In the late 1980's and early 1990's my partner franco Palazzolo and I edited and published HYPE Magazine in New Yorks East Village. A money losing labour of love, we are now putting all of the articles from issues one to twelve nto the public domain. This interview was originally published in HYPE NYC, issue number one, April 1990.

THE FALL have been an inspiration to many new groups. Ariel and I talked to Marcia and Craig before their last show at the Ritz in New York supporting their new album Extricate available on Polygram Records. The band's current line up is Stephen Hanley on bass, Craig Scanlon on guitar, Marcia Schofield with keyboards and percussions, Simon Wolstencroft on drums, Martin Bramah on guitar and backing vocals, and Mark E. Smith on lead vocals. The band's inspiration comes from post a Neitzchean philosophy initiated by a punk rock apathy in the late 1970's Manchester, England.

Ariel Rey: Where do the you find the songs that you cover?

Craig Scanlon: Mark tries to pick songs that nobody knows like Mr. Pharmacist.

Ariel: Who did that?

Marcia Schofield: It's not the Seeds, maybe it's from the Nuggets tape...

Craig: No, it's not Nuggets... I can't remember.

Marcia Schofield: And like the Monk thing, the Monks where this weird band that Mark had this tape of and I had never heard of them, nobody had ever heard of them, we just listened to this tape on the bus and we would say, this is a pretty cool song, and then Mark would say, "OK we're going to do these two Monk songs". He's got really amazing taste in music. He really knows a lot about music. We all know a lot about music, don't we Craig?

Craig: We sit around and do the NME music crossword. It's a bonding ritual really. It takes us about fifteen minutes.

Marcia: Yeah like all of us screaming out the names of these obscure groups.

Yurgos: So what is the basic songwriting process?

Marcia: Well, we don't know how the songs come about lyrically. Mark kind of makes them up. We don't even know what he's singing lyrically. Sometimes, I'll say "You know the part that goes...", and someone will look at me and say, "It doesn't go like that!" So it's good because you could really put your own interpretation into the lyrics. I hate the tyranny of people who print album lyrics and then push them on you because you should have your own interpretation.

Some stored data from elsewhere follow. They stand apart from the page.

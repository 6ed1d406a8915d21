// SPDX-FileCopyrightText: 2025 The superseedr Contributors
// SPDX-License-Identifier: GPL-3.0-or-later

use swarmget::config::{self, Settings};
use swarmget::manifest::{Manifest, DEFAULT_PIECE_SIZE};
use swarmget::{start_with, HashAlgorithm, Progress, TransferError, TransferParameters};

use clap::{Parser, Subcommand};
use std::net::SocketAddr;
use std::path::{Path, PathBuf};
use std::sync::Arc;
use std::time::Duration;
use tracing_subscriber::filter::LevelFilter;

#[derive(Parser, Debug)]
#[command(author, version, about, long_about = None)]
pub struct Cli {
    /// Overrides RUST_LOG and the default INFO level.
    #[arg(long, global = true)]
    pub log_level: Option<LevelFilter>,

    /// Also log to stderr.
    #[arg(long, short, global = true)]
    pub verbose: bool,

    /// Settings file to use instead of the per-user one.
    #[arg(long, global = true)]
    pub config: Option<PathBuf>,

    #[command(subcommand)]
    pub command: Commands,
}

#[derive(Subcommand, Debug)]
pub enum Commands {
    /// Hash local files into a manifest.
    Manifest {
        #[arg(long)]
        root: PathBuf,
        #[arg(long)]
        out: PathBuf,
        #[arg(long, default_value_t = DEFAULT_PIECE_SIZE)]
        piece_size: u32,
        #[arg(long)]
        sha256: bool,
        /// Paths relative to --root, in stream order.
        #[arg(required = true)]
        files: Vec<PathBuf>,
    },
    /// Download the content described by a manifest.
    Fetch {
        #[arg(long)]
        manifest: PathBuf,
        #[arg(long)]
        out: PathBuf,
        #[arg(long = "peer")]
        peers: Vec<SocketAddr>,
        #[arg(long = "local-store")]
        local_stores: Vec<PathBuf>,
        /// Write the final progress snapshot here as JSON.
        #[arg(long)]
        status_file: Option<PathBuf>,
        #[arg(long)]
        listen_port: Option<u16>,
    },
    /// Write the effective settings to a TOML file.
    Config {
        /// Defaults to the per-user settings file.
        #[arg(long)]
        out: Option<PathBuf>,
    },
    /// Serve verified local content until interrupted.
    Seed {
        #[arg(long)]
        manifest: PathBuf,
        #[arg(long)]
        dir: PathBuf,
        #[arg(long)]
        port: u16,
    },
}

pub fn settings_for(cli: &Cli) -> Settings {
    match &cli.config {
        Some(path) => config::load_settings_from(path.clone()),
        None => config::load_settings(),
    }
}

pub fn run_config(settings: Settings, out: Option<PathBuf>) -> Result<(), TransferError> {
    let settings = settings.validated();
    let written = match out {
        Some(path) => {
            config::save_settings_to(&settings, &path)?;
            Some(path)
        }
        None => config::save_settings(&settings)?,
    };
    match written {
        Some(path) => println!("wrote {}", path.display()),
        None => println!("no settings directory available"),
    }
    Ok(())
}

pub async fn run_manifest(
    root: &Path,
    out: &Path,
    piece_size: u32,
    sha256: bool,
    files: &[PathBuf],
) -> Result<(), TransferError> {
    let algorithm = if sha256 {
        HashAlgorithm::Sha256
    } else {
        HashAlgorithm::Sha1
    };
    let manifest = Manifest::from_local_files(root, files, piece_size, algorithm).await?;
    manifest.save(out).await?;
    println!(
        "wrote {} ({} pieces, content id {})",
        out.display(),
        manifest.piece_hashes.len(),
        manifest.content_id
    );
    Ok(())
}

pub async fn run_fetch(
    mut settings: Settings,
    manifest: &Path,
    out: PathBuf,
    peers: Vec<SocketAddr>,
    local_stores: Vec<PathBuf>,
    status_file: Option<PathBuf>,
    listen_port: Option<u16>,
) -> Result<(), TransferError> {
    let table = Arc::new(Manifest::load(manifest).await?.into_piece_table()?);
    settings.local_stores.extend(local_stores);
    if listen_port.is_some() {
        settings.listen_port = listen_port;
    }

    let handle = start_with(TransferParameters {
        table,
        source: peers,
        destination: out,
        settings,
        listener: None,
    });

    let mut ticker = tokio::time::interval(Duration::from_secs(1));
    loop {
        tokio::select! {
            _ = tokio::signal::ctrl_c() => {
                tracing::info!("Interrupted, cancelling transfer");
                handle.request_cancel();
            }
            _ = ticker.tick() => {
                if handle.is_finished() {
                    break;
                }
                println!("{}", progress_line(&handle.progress()));
            }
        }
    }

    let final_progress = handle.progress();
    let result = handle.wait().await;
    println!("{}", progress_line(&final_progress));
    if let Some(path) = status_file {
        if let Err(e) = dump_status(&path, &final_progress).await {
            tracing::error!("Failed to write status file: {}", e);
        }
    }
    match &result {
        Ok(()) => println!("transfer complete"),
        Err(e) => println!("transfer failed: {}", e),
    }
    result
}

pub async fn run_seed(
    mut settings: Settings,
    manifest: &Path,
    dir: PathBuf,
    port: u16,
) -> Result<(), TransferError> {
    let table = Arc::new(Manifest::load(manifest).await?.into_piece_table()?);
    settings.listen_port = Some(port);
    settings.seed_after_complete = true;
    settings.resume = true;

    let handle = start_with(TransferParameters {
        table,
        source: Vec::<SocketAddr>::new(),
        destination: dir,
        settings,
        listener: None,
    });
    println!("seeding on port {}, press Ctrl-C to stop", port);

    let mut ticker = tokio::time::interval(Duration::from_secs(5));
    loop {
        tokio::select! {
            _ = tokio::signal::ctrl_c() => break,
            _ = ticker.tick() => {
                if handle.is_finished() {
                    break;
                }
                tracing::debug!("{}", progress_line(&handle.progress()));
            }
        }
    }
    handle.cancel().await
}

pub fn progress_line(progress: &Progress) -> String {
    format!(
        "{:>6.2}% {}/{} | {} peers | down {}/s | up {}/s | eta {} | {}",
        progress.fraction() * 100.0,
        format_bytes(progress.bytes_done),
        format_bytes(progress.bytes_total),
        progress.active_peers,
        format_bytes(progress.download_rate),
        format_bytes(progress.upload_rate),
        progress.eta.map_or_else(|| "--".to_string(), format_duration),
        progress.status
    )
}

pub fn format_bytes(bytes: u64) -> String {
    const KB: u64 = 1024;
    const MB: u64 = 1024 * KB;
    const GB: u64 = 1024 * MB;

    if bytes < KB {
        format!("{} B", bytes)
    } else if bytes < MB {
        format!("{:.2} KB", bytes as f64 / KB as f64)
    } else if bytes < GB {
        format!("{:.2} MB", bytes as f64 / MB as f64)
    } else {
        format!("{:.2} GB", bytes as f64 / GB as f64)
    }
}

pub fn format_duration(duration: Duration) -> String {
    let total = duration.as_secs();
    let (hours, minutes, seconds) = (total / 3600, (total % 3600) / 60, total % 60);
    if hours > 0 {
        format!("{}h{:02}m", hours, minutes)
    } else if minutes > 0 {
        format!("{}m{:02}s", minutes, seconds)
    } else {
        format!("{}s", seconds)
    }
}

/// Writes the snapshot as pretty JSON through a temp file and rename.
pub async fn dump_status(path: &Path, progress: &Progress) -> std::io::Result<()> {
    let json = serde_json::to_string_pretty(progress).map_err(std::io::Error::other)?;
    if let Some(parent) = path.parent() {
        if !parent.as_os_str().is_empty() {
            tokio::fs::create_dir_all(parent).await?;
        }
    }
    let temp_path = path.with_extension("json.tmp");
    tokio::fs::write(&temp_path, json).await?;
    tokio::fs::rename(&temp_path, path).await
}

Craig: Mark never prints entire lyrics to his songs. There is a book out of lyrics of his old songs, he doesn't mind old songs. He never releases his current stuff though.

Ariel: So how do you listen to new stuff?

Marcia: I go to lots of concerts, and these ridiculous pubs. Whenever I'm in Manchester, there are a lot of really cool bands playing.

Ariel: Who wrote the Michael Clark thing? I know he came to Brooklyn Academy of Music a few years ago and performed some of the songs that you have written, and they said he was going to come back in November and -

Marcia: - do Kurious Orange. It didn't work out. It was a huge production, with a lot of people involved and it would have taken a lot of money to ship everything over. And the ballet world is really underfinanced unlike the music world. I mean if it were a Bowie concert... He's really creative. He was just a Fall fan.

Craig: We might be doing something with him in the future, but nothing is tentative. But that's how the whole thing came about, he was dancing to our music on tapes, but the Unions in Britain heard about it, and wanted live music, because you aren't allowed to use live tapes.

Ariel: Did you have a ballet dance in mind when you did the production?

Craig: Well Michael Clark got in touch with Mark, and asked to write music for ballet about William III and thats all he said. We were on tour in America at the time, so we wrote most of it in hotel rooms. We sent in a tape and Michael set the dance to it.

Craig: Where are the bloody beers? Come on, we had a heavy night last night. We saw the Cramps at the Marquee. They were playing at a private party for some rich kid. Yeah this kid paid like 25,000 dollars to have them play at his birthday party. There was nobody there, about 100 people.

Marcia: The Cramps were so good! They were the best I had ever seen them. Lux was climbing on the monitors, naked, with red high heels on! It was insane!

Ariel: What are your favorite Fall albums?

Craig and Marcia: Extricate!

Marcia: Hex Induction.

Craig: This Nation's Saving Grace. I like that one. And of course all the songs I wrote are excellent.

Marcia: I like the songs LA and Barmy, you didn't write those.

Yurgos: How do you like New York bands?

Marcia: Well, New York bands tend to classify themselves as either a Guns and Roses heavy metal band with a million tatoos and motorcycles, or this arty nerd plays jazz; they're both equally bogus. But there are good bands here. There are a lot of good new places to play. HYPE.